**TASK DETAILS**. Note each line of the entries that includes "RwLock". Then copy those lines.

**MATERIAL SUPPLIED**.
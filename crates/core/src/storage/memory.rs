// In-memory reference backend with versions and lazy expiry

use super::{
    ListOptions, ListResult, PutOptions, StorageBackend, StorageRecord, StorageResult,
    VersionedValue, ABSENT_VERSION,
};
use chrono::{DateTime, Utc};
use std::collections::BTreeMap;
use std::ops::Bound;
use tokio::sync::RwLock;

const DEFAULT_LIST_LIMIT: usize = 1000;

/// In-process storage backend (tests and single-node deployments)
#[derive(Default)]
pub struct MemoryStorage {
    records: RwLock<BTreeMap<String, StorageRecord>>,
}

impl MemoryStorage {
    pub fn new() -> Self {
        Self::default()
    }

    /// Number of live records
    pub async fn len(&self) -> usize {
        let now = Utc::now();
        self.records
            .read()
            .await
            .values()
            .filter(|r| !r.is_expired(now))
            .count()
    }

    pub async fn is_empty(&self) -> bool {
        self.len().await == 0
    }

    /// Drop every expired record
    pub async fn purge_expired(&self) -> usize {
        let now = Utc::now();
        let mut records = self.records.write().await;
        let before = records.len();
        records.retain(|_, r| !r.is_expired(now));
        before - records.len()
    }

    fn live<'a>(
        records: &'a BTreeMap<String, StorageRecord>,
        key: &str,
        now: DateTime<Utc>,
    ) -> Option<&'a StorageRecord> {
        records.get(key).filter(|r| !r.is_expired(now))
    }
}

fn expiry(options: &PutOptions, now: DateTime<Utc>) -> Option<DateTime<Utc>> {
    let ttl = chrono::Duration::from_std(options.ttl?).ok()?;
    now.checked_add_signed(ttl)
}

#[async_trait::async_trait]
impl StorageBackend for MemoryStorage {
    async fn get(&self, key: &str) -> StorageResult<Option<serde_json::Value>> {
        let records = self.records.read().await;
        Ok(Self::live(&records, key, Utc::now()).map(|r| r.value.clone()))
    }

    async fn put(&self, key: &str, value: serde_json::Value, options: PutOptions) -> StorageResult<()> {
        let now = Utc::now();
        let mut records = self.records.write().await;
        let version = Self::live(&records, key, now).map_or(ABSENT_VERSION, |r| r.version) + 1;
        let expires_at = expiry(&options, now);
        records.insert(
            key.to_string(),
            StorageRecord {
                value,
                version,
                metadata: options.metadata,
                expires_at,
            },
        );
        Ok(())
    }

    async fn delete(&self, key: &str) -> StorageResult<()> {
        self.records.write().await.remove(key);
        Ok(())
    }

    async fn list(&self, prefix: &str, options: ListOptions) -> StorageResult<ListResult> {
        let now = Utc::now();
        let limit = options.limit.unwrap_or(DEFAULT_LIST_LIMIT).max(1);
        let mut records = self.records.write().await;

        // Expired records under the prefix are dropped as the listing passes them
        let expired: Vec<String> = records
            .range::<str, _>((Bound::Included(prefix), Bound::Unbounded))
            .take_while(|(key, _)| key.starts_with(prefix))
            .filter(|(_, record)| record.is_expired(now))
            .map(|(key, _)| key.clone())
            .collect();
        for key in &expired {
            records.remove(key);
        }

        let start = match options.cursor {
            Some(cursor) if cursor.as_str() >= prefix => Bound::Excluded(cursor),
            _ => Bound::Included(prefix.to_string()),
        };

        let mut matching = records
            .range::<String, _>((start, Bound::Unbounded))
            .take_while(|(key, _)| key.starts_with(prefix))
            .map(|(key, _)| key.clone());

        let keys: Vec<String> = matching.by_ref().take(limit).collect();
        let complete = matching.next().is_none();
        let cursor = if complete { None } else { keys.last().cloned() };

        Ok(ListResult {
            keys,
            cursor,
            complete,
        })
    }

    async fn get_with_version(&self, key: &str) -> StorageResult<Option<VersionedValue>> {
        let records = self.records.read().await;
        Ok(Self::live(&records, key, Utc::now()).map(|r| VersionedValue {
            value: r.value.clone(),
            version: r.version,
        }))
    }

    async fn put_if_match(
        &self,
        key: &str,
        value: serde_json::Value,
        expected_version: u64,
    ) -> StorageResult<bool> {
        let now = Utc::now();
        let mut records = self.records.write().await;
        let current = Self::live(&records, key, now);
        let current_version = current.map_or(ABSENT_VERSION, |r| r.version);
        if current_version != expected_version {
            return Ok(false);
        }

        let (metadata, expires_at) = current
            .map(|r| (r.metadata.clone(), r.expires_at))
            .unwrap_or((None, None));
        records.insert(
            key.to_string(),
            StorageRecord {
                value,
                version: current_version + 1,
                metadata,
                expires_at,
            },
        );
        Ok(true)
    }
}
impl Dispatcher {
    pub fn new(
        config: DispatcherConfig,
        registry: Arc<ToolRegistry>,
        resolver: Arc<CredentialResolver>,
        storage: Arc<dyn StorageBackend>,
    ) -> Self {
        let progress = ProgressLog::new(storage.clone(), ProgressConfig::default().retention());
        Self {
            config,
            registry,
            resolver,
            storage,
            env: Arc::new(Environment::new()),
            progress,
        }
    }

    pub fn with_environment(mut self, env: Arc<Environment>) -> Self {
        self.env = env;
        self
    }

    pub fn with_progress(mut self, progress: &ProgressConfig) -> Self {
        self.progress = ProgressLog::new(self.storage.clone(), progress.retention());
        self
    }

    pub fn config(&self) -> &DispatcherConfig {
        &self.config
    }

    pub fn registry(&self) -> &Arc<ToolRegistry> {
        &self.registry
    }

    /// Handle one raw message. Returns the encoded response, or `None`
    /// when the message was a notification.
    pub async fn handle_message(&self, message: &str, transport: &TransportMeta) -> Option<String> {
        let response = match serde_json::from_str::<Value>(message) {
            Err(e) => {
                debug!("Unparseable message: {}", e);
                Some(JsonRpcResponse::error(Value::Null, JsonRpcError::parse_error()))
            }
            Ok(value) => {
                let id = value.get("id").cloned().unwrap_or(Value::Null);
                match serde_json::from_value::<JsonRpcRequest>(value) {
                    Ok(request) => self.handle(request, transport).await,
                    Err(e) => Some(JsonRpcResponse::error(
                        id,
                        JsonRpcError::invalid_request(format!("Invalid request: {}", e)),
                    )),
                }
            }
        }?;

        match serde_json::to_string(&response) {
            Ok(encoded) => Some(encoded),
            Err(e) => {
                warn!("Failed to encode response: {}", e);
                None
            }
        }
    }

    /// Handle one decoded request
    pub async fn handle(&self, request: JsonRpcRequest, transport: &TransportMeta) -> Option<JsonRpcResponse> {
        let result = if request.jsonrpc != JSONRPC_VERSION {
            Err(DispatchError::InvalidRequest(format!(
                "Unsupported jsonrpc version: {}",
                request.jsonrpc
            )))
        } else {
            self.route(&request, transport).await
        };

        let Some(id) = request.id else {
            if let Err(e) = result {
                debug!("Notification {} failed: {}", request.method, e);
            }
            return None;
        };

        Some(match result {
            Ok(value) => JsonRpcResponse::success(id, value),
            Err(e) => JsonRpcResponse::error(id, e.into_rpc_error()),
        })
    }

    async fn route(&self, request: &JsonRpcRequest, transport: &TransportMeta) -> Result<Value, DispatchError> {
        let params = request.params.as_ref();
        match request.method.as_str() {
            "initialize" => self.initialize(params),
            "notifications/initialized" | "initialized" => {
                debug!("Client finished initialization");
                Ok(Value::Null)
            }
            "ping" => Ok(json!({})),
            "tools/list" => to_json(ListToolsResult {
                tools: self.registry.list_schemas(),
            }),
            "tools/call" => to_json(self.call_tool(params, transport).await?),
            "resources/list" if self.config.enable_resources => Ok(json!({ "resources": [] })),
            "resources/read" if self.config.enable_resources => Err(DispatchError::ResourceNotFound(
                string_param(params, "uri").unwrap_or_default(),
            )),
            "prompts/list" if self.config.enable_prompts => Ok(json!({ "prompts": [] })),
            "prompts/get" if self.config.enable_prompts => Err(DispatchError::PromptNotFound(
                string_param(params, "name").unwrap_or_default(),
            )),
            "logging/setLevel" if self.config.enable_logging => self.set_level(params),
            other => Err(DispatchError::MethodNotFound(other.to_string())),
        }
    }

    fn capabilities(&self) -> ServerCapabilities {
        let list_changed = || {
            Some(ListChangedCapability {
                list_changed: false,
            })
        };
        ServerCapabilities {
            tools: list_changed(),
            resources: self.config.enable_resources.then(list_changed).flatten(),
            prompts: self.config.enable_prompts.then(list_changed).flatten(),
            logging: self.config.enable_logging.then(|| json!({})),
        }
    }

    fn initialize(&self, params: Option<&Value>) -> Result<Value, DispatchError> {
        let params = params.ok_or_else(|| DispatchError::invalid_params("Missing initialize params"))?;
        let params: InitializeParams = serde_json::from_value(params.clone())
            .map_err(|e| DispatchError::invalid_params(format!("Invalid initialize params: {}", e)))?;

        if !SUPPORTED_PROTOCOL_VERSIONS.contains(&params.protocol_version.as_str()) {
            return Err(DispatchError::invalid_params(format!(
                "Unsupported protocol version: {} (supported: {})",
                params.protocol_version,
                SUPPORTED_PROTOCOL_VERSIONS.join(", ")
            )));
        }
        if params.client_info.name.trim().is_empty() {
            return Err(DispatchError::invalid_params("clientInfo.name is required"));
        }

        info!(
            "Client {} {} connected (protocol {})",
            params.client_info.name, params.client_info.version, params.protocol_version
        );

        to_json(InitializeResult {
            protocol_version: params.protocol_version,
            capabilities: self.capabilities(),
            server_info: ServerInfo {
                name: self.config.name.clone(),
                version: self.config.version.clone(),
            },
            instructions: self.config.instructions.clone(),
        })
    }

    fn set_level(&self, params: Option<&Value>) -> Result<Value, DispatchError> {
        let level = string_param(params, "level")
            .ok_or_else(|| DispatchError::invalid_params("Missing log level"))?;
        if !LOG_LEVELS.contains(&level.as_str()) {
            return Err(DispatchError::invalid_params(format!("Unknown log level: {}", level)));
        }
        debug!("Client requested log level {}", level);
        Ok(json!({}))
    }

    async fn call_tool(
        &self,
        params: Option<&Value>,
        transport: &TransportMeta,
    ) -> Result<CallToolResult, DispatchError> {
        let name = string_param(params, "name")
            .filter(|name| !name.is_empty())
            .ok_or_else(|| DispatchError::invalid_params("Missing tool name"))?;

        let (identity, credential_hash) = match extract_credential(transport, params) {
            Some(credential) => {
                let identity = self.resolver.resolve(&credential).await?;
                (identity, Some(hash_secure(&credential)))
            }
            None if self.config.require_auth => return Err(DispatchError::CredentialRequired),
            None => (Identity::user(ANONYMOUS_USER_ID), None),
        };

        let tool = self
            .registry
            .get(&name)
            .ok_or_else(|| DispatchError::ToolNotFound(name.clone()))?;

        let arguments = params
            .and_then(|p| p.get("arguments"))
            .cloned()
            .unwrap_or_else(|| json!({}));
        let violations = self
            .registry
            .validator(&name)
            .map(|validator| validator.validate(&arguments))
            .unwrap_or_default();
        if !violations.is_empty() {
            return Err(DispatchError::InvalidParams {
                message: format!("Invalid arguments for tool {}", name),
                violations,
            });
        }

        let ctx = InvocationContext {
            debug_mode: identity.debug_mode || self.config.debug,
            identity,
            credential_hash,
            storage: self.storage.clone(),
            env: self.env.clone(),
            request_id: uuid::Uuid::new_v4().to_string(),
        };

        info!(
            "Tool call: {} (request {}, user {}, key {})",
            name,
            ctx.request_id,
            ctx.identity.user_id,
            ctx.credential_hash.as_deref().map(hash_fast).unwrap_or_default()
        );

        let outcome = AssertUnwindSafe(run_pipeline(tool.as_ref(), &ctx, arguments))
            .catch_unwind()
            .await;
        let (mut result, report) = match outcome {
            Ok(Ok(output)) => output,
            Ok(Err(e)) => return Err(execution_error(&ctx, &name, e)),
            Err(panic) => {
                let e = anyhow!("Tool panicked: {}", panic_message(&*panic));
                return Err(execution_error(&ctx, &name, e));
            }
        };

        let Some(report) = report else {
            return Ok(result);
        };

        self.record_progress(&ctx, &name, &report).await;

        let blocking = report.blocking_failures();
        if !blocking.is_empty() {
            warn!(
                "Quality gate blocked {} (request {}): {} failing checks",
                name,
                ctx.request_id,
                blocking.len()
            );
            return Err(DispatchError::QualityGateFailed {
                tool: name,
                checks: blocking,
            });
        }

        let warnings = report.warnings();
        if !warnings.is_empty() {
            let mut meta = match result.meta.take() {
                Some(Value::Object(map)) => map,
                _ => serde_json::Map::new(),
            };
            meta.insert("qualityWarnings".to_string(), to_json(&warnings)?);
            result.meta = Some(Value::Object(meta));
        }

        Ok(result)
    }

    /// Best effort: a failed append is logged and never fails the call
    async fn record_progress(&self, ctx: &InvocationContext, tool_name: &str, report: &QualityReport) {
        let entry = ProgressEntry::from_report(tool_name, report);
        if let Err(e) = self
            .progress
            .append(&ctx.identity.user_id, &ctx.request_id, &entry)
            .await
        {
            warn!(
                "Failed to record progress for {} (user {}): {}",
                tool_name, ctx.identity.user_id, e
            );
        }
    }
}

**RESPONSE TO THE TASK**.
use tokio::sync::RwLock;
    records: RwLock<BTreeMap<String, StorageRecord>>,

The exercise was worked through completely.